● Exercise requirements
Search the listing below for the word "payments" and copy each line where it appears.

++++ Source data

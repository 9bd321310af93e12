//! Integration tests for the public KvFifo API.

use kvfifo::prelude::*;
use rstest::rstest;

// =============================================================================
// Queue Discipline
// =============================================================================

#[rstest]
fn test_mixed_workload_keeps_all_views_consistent() {
    let mut fifo = KvFifo::new();
    fifo.push("orders", 1);
    fifo.push("invoices", 2);
    fifo.push("orders", 3);
    fifo.push("payments", 4);
    fifo.push("invoices", 5);

    assert_eq!(fifo.len(), 5);
    assert_eq!(fifo.count(&"orders"), 2);
    assert_eq!(fifo.front(), Ok((&"orders", &1)));
    assert_eq!(fifo.back(), Ok((&"invoices", &5)));

    fifo.move_to_back(&"orders").unwrap();
    let entries: Vec<(&str, i32)> = fifo.iter().map(|(key, value)| (*key, *value)).collect();
    assert_eq!(
        entries,
        vec![
            ("invoices", 2),
            ("payments", 4),
            ("invoices", 5),
            ("orders", 1),
            ("orders", 3),
        ]
    );

    fifo.pop_key(&"invoices").unwrap();
    assert_eq!(fifo.first(&"invoices"), Ok((&"invoices", &5)));

    let keys: Vec<&&str> = fifo.keys().collect();
    assert_eq!(keys, vec![&"invoices", &"orders", &"payments"]);
}

#[rstest]
fn test_pop_drains_in_insertion_order() {
    let mut fifo: KvFifo<u8, char> = [(3, 'a'), (1, 'b'), (3, 'c'), (2, 'd')]
        .into_iter()
        .collect();

    let mut drained = Vec::new();
    while let Ok((key, value)) = fifo.front().map(|(key, value)| (*key, *value)) {
        drained.push((key, value));
        fifo.pop().unwrap();
    }

    assert_eq!(drained, vec![(3, 'a'), (1, 'b'), (3, 'c'), (2, 'd')]);
    assert!(fifo.is_empty());
}

// =============================================================================
// Error Handling
// =============================================================================

#[rstest]
fn test_errors_on_empty_container() {
    let mut fifo: KvFifo<String, i32> = KvFifo::new();

    assert_eq!(fifo.pop(), Err(KvFifoError::EmptyContainer));
    assert_eq!(fifo.front(), Err(KvFifoError::EmptyContainer));
    assert_eq!(fifo.back(), Err(KvFifoError::EmptyContainer));
    assert_eq!(fifo.count(&"anything".to_string()), 0);
}

#[rstest]
fn test_errors_after_clear() {
    let mut fifo = KvFifo::new();
    fifo.push("a".to_string(), 1);
    fifo.clear();

    assert!(fifo.is_empty());
    assert_eq!(fifo.pop(), Err(KvFifoError::EmptyContainer));
    assert_eq!(
        fifo.first(&"a".to_string()),
        Err(KvFifoError::KeyNotFound)
    );
    assert_eq!(fifo.count(&"a".to_string()), 0);
}

#[rstest]
fn test_error_implements_std_error() {
    let mut fifo: KvFifo<i32, i32> = KvFifo::new();
    let error: Box<dyn std::error::Error> = Box::new(fifo.pop().unwrap_err());
    assert_eq!(error.to_string(), "the container is empty");
}

#[rstest]
fn test_failed_operations_leave_container_unchanged() {
    let mut fifo: KvFifo<u8, i32> = [(1, 10), (2, 20)].into_iter().collect();
    let snapshot = fifo.clone();

    assert!(fifo.pop_key(&9).is_err());
    assert!(fifo.move_to_back(&9).is_err());
    assert!(fifo.first_mut(&9).is_err());
    assert_eq!(fifo, snapshot);
}

// =============================================================================
// Copy-on-Write Behavior
// =============================================================================

#[rstest]
fn test_clones_diverge_independently() {
    let mut original = KvFifo::new();
    original.push("a", 1);
    original.push("b", 2);

    let mut copy = original.clone();
    copy.push("c", 3);
    original.pop().unwrap();

    assert_eq!(original.len(), 1);
    assert_eq!(copy.len(), 3);
    assert_eq!(original.front(), Ok((&"b", &2)));
    assert_eq!(copy.front(), Ok((&"a", &1)));
}

#[rstest]
fn test_chain_of_clones() {
    let mut first = KvFifo::new();
    first.push(1, "one");

    let mut second = first.clone();
    let third = second.clone();

    second.push(2, "two");
    assert_eq!(first.len(), 1);
    assert_eq!(second.len(), 2);
    assert_eq!(third.len(), 1);
    assert_eq!(first, third);
}

#[rstest]
fn test_mutable_accessor_write_stays_out_of_clones() {
    let mut fifo = KvFifo::new();
    fifo.push("a", 1);

    let shared_before = fifo.clone();
    let (key, value) = fifo.last_mut(&"a").unwrap();
    assert_eq!(key, &"a");
    *value = 100;

    let taken_while_exposed = fifo.clone();
    let (_, value) = fifo.back_mut().unwrap();
    *value = 200;

    assert_eq!(shared_before.last(&"a"), Ok((&"a", &1)));
    assert_eq!(taken_while_exposed.last(&"a"), Ok((&"a", &100)));
    assert_eq!(fifo.last(&"a"), Ok((&"a", &200)));
}

// =============================================================================
// Trait Surface
// =============================================================================

#[rstest]
fn test_collect_and_extend_round_trip() {
    let mut fifo: KvFifo<u8, i32> = (0u8..5).map(|index| (index % 2, i32::from(index))).collect();
    fifo.extend([(7, 70)]);

    let entries: Vec<(u8, i32)> = fifo.into_iter().collect();
    assert_eq!(entries, vec![(0, 0), (1, 1), (0, 2), (1, 3), (0, 4), (7, 70)]);
}

#[rstest]
fn test_equality_and_hashing() {
    use std::collections::HashSet;

    let left: KvFifo<&str, i32> = [("a", 1), ("b", 2)].into_iter().collect();
    let right: KvFifo<&str, i32> = [("a", 1), ("b", 2)].into_iter().collect();
    let different: KvFifo<&str, i32> = [("a", 1)].into_iter().collect();

    let mut set = HashSet::new();
    set.insert(left);
    assert!(set.contains(&right));
    assert!(!set.contains(&different));
}

#[rstest]
fn test_debug_output() {
    let fifo: KvFifo<&str, i32> = [("x", 1), ("y", 2)].into_iter().collect();
    assert_eq!(format!("{fifo:?}"), r#"[("x", 1), ("y", 2)]"#);
}

#[rstest]
fn test_default_is_empty() {
    let fifo: KvFifo<String, String> = KvFifo::default();
    assert!(fifo.is_empty());
}

#[rstest]
fn test_iterators_report_exact_size() {
    let fifo: KvFifo<u8, i32> = [(2, 20), (1, 10), (2, 21)].into_iter().collect();

    let mut entries = fifo.iter();
    assert_eq!(entries.len(), 3);
    entries.next();
    assert_eq!(entries.len(), 2);

    let keys = fifo.keys();
    assert_eq!(keys.len(), 2);
}

// =============================================================================
// Key Sharing
// =============================================================================

#[rstest]
fn test_heavy_key_reuse_stores_one_key_object() {
    let mut fifo = KvFifo::new();
    for index in 0..100 {
        fifo.push("shared-key".to_string(), index);
    }

    let (first_key, _) = fifo.first(&"shared-key".to_string()).unwrap();
    let (last_key, _) = fifo.last(&"shared-key".to_string()).unwrap();
    assert!(std::ptr::eq(first_key, last_key));
    assert_eq!(fifo.count(&"shared-key".to_string()), 100);
}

++++++++

● Task response
    fifo.push("payments", 4);
            ("payments", 4),
    assert_eq!(keys, vec![&"invoices", &"orders", &"payments"]);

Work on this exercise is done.